**Your objective**
The entries below contain a line with "sink.record_skipped_collection();" and a line with "let second = PrometheusSink::new().unwrap();". Retype exactly everything from the first down to the second, both included, and nothing else.

**Material provided**
//! Metrics reported by the watcher and the collection loop.
//!
//! The watcher only talks to a [`MetricsSink`]; [`PrometheusSink`] keeps the
//! values in its own registry so several watchers never share global state.
use std::time::Duration;

use prometheus::{
    Histogram, HistogramOpts, HistogramVec, IntCounter, IntGaugeVec, Opts, Registry, TextEncoder,
};

/// Fire-and-forget receiver of watcher metrics.
pub trait MetricsSink: Send + Sync {
    fn set_subsystem_enabled(&self, subsystem: &str, enabled: bool);
    fn set_watch_count(&self, subsystem: &str, count: usize);
    fn observe_collection_duration(&self, subsystem: &str, micros: u64);
    fn observe_total_collection_duration(&self, micros: u64);
    /// A pass was skipped because the previous one was still running.
    fn record_skipped_collection(&self);
}

/// Converts a duration into the microseconds reported to a [`MetricsSink`].
pub fn as_micros(duration: Duration) -> u64 {
    u64::try_from(duration.as_micros()).unwrap_or(u64::MAX)
}

#[derive(Debug, Default, Clone, Copy)]
pub struct NoopSink;

impl MetricsSink for NoopSink {
    fn set_subsystem_enabled(&self, _subsystem: &str, _enabled: bool) {}
    fn set_watch_count(&self, _subsystem: &str, _count: usize) {}
    fn observe_collection_duration(&self, _subsystem: &str, _micros: u64) {}
    fn observe_total_collection_duration(&self, _micros: u64) {}
    fn record_skipped_collection(&self) {}
}

#[derive(Clone)]
pub struct PrometheusSink {
    registry: Registry,
    subsystem_enabled: IntGaugeVec,
    watches: IntGaugeVec,
    subsystem_duration: HistogramVec,
    total_duration: Histogram,
    skipped: IntCounter,
}

impl PrometheusSink {
    /// Creates and registers all metrics with a fresh registry.
    pub fn new() -> prometheus::Result<Self> {
        let registry = Registry::new();
        let buckets = prometheus::exponential_buckets(50.0, 2.0, 16)?;

        let subsystem_enabled = IntGaugeVec::new(
            Opts::new(
                "cgwatch_cgroup_subsystem_enabled",
                "Whether the cgroup subsystem is watched (1) or not (0)",
            ),
            &["subsystem"],
        )?;
        let watches = IntGaugeVec::new(
            Opts::new(
                "cgwatch_cgroup_watches",
                "Number of active filesystem watches in the subsystem hierarchy",
            ),
            &["subsystem"],
        )?;
        let subsystem_duration = HistogramVec::new(
            HistogramOpts::new(
                "cgwatch_cgroup_subsystem_stats_collection_duration_microseconds",
                "Time spent collecting the stats of one subsystem tree",
            )
            .buckets(buckets.clone()),
            &["subsystem"],
        )?;
        let total_duration = Histogram::with_opts(
            HistogramOpts::new(
                "cgwatch_cgroup_stats_collection_duration_microseconds",
                "Time spent in one collection pass over all subsystem trees",
            )
            .buckets(buckets),
        )?;
        let skipped = IntCounter::new(
            "cgwatch_cgroup_stats_collection_skipped_total",
            "Collection passes skipped because the previous pass was still running",
        )?;

        registry.register(Box::new(subsystem_enabled.clone()))?;
        registry.register(Box::new(watches.clone()))?;
        registry.register(Box::new(subsystem_duration.clone()))?;
        registry.register(Box::new(total_duration.clone()))?;
        registry.register(Box::new(skipped.clone()))?;

        Ok(Self {
            registry,
            subsystem_enabled,
            watches,
            subsystem_duration,
            total_duration,
            skipped,
        })
    }

    /// Renders every metric in the Prometheus text exposition format.
    pub fn encode(&self) -> prometheus::Result<String> {
        TextEncoder::new().encode_to_string(&self.registry.gather())
    }
}

impl MetricsSink for PrometheusSink {
    fn set_subsystem_enabled(&self, subsystem: &str, enabled: bool) {
        self.subsystem_enabled
            .with_label_values(&[subsystem])
            .set(i64::from(enabled));
    }

    fn set_watch_count(&self, subsystem: &str, count: usize) {
        self.watches
            .with_label_values(&[subsystem])
            .set(i64::try_from(count).unwrap_or(i64::MAX));
    }

    fn observe_collection_duration(&self, subsystem: &str, micros: u64) {
        self.subsystem_duration
            .with_label_values(&[subsystem])
            .observe(micros as f64);
    }

    fn observe_total_collection_duration(&self, micros: u64) {
        self.total_duration.observe(micros as f64);
    }

    fn record_skipped_collection(&self) {
        self.skipped.inc();
    }
}

/// Sink keeping every report in memory, for tests.
#[cfg(test)]
#[derive(Debug, Default)]
pub(crate) struct RecordingSink {
    pub enabled: std::sync::Mutex<std::collections::BTreeMap<String, bool>>,
    pub watch_counts: std::sync::Mutex<std::collections::BTreeMap<String, usize>>,
    pub collected: std::sync::Mutex<Vec<String>>,
    pub passes: std::sync::atomic::AtomicUsize,
    pub skipped: std::sync::atomic::AtomicUsize,
}

#[cfg(test)]
impl MetricsSink for RecordingSink {
    fn set_subsystem_enabled(&self, subsystem: &str, enabled: bool) {
        self.enabled.lock().unwrap().insert(subsystem.to_owned(), enabled);
    }

    fn set_watch_count(&self, subsystem: &str, count: usize) {
        self.watch_counts.lock().unwrap().insert(subsystem.to_owned(), count);
    }

    fn observe_collection_duration(&self, subsystem: &str, _micros: u64) {
        self.collected.lock().unwrap().push(subsystem.to_owned());
    }

    fn observe_total_collection_duration(&self, _micros: u64) {
        self.passes.fetch_add(1, std::sync::atomic::Ordering::SeqCst);
    }

    fn record_skipped_collection(&self) {
        self.skipped.fetch_add(1, std::sync::atomic::Ordering::SeqCst);
    }
}

#[cfg(test)]
mod tests {
    use super::*;

    #[test]
    fn test_prometheus_sink_encodes_metrics() {
        let sink = PrometheusSink::new().unwrap();
        sink.set_subsystem_enabled("cpu", true);
        sink.set_subsystem_enabled("memory", false);
        sink.set_watch_count("cpu", 3);
        sink.observe_collection_duration("cpu", 120);
        sink.observe_total_collection_duration(250);
        sink.record_skipped_collection();

        let text = sink.encode().unwrap();
        assert!(text.contains(r#"cgwatch_cgroup_subsystem_enabled{subsystem="cpu"} 1"#));
        assert!(text.contains(r#"cgwatch_cgroup_subsystem_enabled{subsystem="memory"} 0"#));
        assert!(text.contains(r#"cgwatch_cgroup_watches{subsystem="cpu"} 3"#));
        assert!(text.contains(
            r#"cgwatch_cgroup_subsystem_stats_collection_duration_microseconds_count{subsystem="cpu"} 1"#
        ));
        assert!(text.contains("cgwatch_cgroup_stats_collection_duration_microseconds_sum 250"));
        assert!(text.contains("cgwatch_cgroup_stats_collection_skipped_total 1"));
    }

    #[test]
    fn test_sinks_are_independent() {
        let first = PrometheusSink::new().unwrap();
        let second = PrometheusSink::new().unwrap();
        first.record_skipped_collection();

        assert!(first.encode().unwrap().contains("skipped_total 1"));
        assert!(second.encode().unwrap().contains("skipped_total 0"));
    }

    #[test]
    fn test_as_micros() {
        assert_eq!(as_micros(Duration::from_millis(3)), 3000);
    }
}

**Your response**
        sink.record_skipped_collection();

        let text = sink.encode().unwrap();
        assert!(text.contains(r#"cgwatch_cgroup_subsystem_enabled{subsystem="cpu"} 1"#));
        assert!(text.contains(r#"cgwatch_cgroup_subsystem_enabled{subsystem="memory"} 0"#));
        assert!(text.contains(r#"cgwatch_cgroup_watches{subsystem="cpu"} 3"#));
        assert!(text.contains(
            r#"cgwatch_cgroup_subsystem_stats_collection_duration_microseconds_count{subsystem="cpu"} 1"#
        ));
        assert!(text.contains("cgwatch_cgroup_stats_collection_duration_microseconds_sum 250"));
        assert!(text.contains("cgwatch_cgroup_stats_collection_skipped_total 1"));
    }

    #[test]
    fn test_sinks_are_independent() {
        let first = PrometheusSink::new().unwrap();
        let second = PrometheusSink::new().unwrap();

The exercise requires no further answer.